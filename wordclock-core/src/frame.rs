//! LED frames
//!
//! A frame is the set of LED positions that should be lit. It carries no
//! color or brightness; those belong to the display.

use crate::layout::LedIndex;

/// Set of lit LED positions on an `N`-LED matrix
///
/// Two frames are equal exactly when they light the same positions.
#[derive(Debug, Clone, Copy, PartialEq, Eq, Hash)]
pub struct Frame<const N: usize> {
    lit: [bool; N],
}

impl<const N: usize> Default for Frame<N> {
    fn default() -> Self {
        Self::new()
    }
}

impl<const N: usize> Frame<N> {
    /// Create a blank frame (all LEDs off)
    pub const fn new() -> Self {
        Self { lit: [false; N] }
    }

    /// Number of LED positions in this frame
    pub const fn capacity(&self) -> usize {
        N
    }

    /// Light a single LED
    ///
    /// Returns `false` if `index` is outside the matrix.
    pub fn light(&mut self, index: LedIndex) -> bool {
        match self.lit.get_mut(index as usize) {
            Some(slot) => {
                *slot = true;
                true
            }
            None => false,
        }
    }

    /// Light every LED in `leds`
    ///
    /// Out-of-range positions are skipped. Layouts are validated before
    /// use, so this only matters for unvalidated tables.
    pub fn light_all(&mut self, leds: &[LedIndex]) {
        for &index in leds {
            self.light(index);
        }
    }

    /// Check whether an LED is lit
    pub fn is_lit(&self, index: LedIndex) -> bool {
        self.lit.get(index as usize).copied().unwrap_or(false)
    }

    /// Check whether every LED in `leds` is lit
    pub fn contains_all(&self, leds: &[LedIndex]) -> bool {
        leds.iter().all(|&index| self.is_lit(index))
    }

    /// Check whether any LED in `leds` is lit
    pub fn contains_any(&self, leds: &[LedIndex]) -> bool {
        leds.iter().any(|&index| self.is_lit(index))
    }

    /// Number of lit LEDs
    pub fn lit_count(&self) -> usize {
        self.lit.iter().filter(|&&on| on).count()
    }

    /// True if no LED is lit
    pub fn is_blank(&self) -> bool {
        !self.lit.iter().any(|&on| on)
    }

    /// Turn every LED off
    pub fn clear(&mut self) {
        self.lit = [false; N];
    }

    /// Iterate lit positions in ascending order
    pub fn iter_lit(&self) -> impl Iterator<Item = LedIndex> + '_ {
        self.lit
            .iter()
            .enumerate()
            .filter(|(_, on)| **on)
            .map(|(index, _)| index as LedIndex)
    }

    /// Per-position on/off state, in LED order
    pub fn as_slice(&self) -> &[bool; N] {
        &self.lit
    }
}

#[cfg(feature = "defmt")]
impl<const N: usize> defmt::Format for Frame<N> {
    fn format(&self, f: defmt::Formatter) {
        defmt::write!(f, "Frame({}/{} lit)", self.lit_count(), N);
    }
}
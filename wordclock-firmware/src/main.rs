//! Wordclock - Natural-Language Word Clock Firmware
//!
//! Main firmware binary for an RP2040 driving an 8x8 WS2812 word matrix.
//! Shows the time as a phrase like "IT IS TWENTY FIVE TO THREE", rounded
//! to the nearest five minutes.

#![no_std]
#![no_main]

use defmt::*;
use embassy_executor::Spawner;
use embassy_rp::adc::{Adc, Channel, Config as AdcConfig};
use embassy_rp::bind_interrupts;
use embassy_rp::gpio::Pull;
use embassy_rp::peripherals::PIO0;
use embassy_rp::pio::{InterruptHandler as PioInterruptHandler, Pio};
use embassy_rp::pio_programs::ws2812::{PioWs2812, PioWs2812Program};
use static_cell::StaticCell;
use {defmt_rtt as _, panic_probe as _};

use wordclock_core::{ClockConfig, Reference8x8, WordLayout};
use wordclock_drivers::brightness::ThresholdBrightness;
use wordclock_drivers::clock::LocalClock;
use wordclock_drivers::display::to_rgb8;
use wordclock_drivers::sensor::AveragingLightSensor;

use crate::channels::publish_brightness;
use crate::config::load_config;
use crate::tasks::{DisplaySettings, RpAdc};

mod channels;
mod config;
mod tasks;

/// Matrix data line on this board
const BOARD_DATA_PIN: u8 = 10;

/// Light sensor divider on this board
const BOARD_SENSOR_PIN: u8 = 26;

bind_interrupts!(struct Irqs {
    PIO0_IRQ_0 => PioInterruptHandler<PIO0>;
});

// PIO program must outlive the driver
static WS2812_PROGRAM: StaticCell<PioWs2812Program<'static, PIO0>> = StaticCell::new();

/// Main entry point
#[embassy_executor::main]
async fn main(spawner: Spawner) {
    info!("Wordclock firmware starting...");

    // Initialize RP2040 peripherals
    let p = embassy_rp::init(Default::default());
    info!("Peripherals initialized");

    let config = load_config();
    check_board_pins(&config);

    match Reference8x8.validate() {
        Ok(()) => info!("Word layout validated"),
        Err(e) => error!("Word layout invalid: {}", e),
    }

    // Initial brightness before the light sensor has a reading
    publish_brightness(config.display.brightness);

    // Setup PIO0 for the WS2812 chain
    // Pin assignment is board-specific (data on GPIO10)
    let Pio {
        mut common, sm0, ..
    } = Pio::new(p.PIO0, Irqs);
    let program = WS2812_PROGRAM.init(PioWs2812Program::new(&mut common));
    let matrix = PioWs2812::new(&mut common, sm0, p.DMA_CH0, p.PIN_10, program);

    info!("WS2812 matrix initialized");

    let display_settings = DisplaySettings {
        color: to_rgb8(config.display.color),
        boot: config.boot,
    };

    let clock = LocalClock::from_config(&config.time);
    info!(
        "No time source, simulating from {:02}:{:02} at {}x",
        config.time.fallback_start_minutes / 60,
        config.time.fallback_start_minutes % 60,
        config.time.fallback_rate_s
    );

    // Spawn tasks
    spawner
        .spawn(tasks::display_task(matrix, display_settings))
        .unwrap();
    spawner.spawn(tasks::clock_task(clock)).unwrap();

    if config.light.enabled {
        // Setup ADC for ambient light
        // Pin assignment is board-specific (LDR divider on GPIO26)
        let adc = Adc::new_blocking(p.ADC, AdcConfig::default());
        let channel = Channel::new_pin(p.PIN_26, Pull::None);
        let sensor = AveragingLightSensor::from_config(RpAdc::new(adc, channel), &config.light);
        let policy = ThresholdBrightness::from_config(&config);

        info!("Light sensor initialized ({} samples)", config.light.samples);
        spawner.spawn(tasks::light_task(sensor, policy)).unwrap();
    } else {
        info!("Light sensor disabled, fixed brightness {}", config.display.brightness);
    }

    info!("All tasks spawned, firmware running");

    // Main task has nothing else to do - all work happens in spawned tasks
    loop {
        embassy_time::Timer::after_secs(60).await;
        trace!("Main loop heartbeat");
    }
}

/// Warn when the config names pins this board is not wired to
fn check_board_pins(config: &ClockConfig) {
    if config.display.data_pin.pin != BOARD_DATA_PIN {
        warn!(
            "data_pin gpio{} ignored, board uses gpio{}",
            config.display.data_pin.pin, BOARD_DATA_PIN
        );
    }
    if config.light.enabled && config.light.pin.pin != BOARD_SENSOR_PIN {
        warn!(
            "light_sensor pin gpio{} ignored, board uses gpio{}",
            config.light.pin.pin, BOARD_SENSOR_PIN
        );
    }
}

┄┄┄┄┄┄

Task requirements
Show a copy of each line from the records above in which the string "AdcConfig" occurs.

Final answer
use embassy_rp::adc::{Adc, Channel, Config as AdcConfig};
        let adc = Adc::new_blocking(p.ADC, AdcConfig::default());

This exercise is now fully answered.